**THE PROBLEM**
Could each entry below be printed again exactly as given?

DATA FOR THIS TASK section start

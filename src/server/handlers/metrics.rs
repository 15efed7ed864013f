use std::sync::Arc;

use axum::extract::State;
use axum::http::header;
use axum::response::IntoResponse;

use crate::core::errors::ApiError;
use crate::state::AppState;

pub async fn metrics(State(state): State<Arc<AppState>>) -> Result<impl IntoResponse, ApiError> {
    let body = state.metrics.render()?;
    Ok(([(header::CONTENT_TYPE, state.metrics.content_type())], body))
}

DATA FOR THIS TASK section end

**EXERCISE RESPONSE**
filename src/server/handlers/metrics.rs
repository 15efed7ed864013f
use std::sync::Arc;

use axum::extract::State;
use axum::http::header;
use axum::response::IntoResponse;

use crate::core::errors::ApiError;
use crate::state::AppState;

pub async fn metrics(State(state): State<Arc<AppState>>) -> Result<impl IntoResponse, ApiError> {
    let body = state.metrics.render()?;
    Ok(([(header::CONTENT_TYPE, state.metrics.content_type())], body))
}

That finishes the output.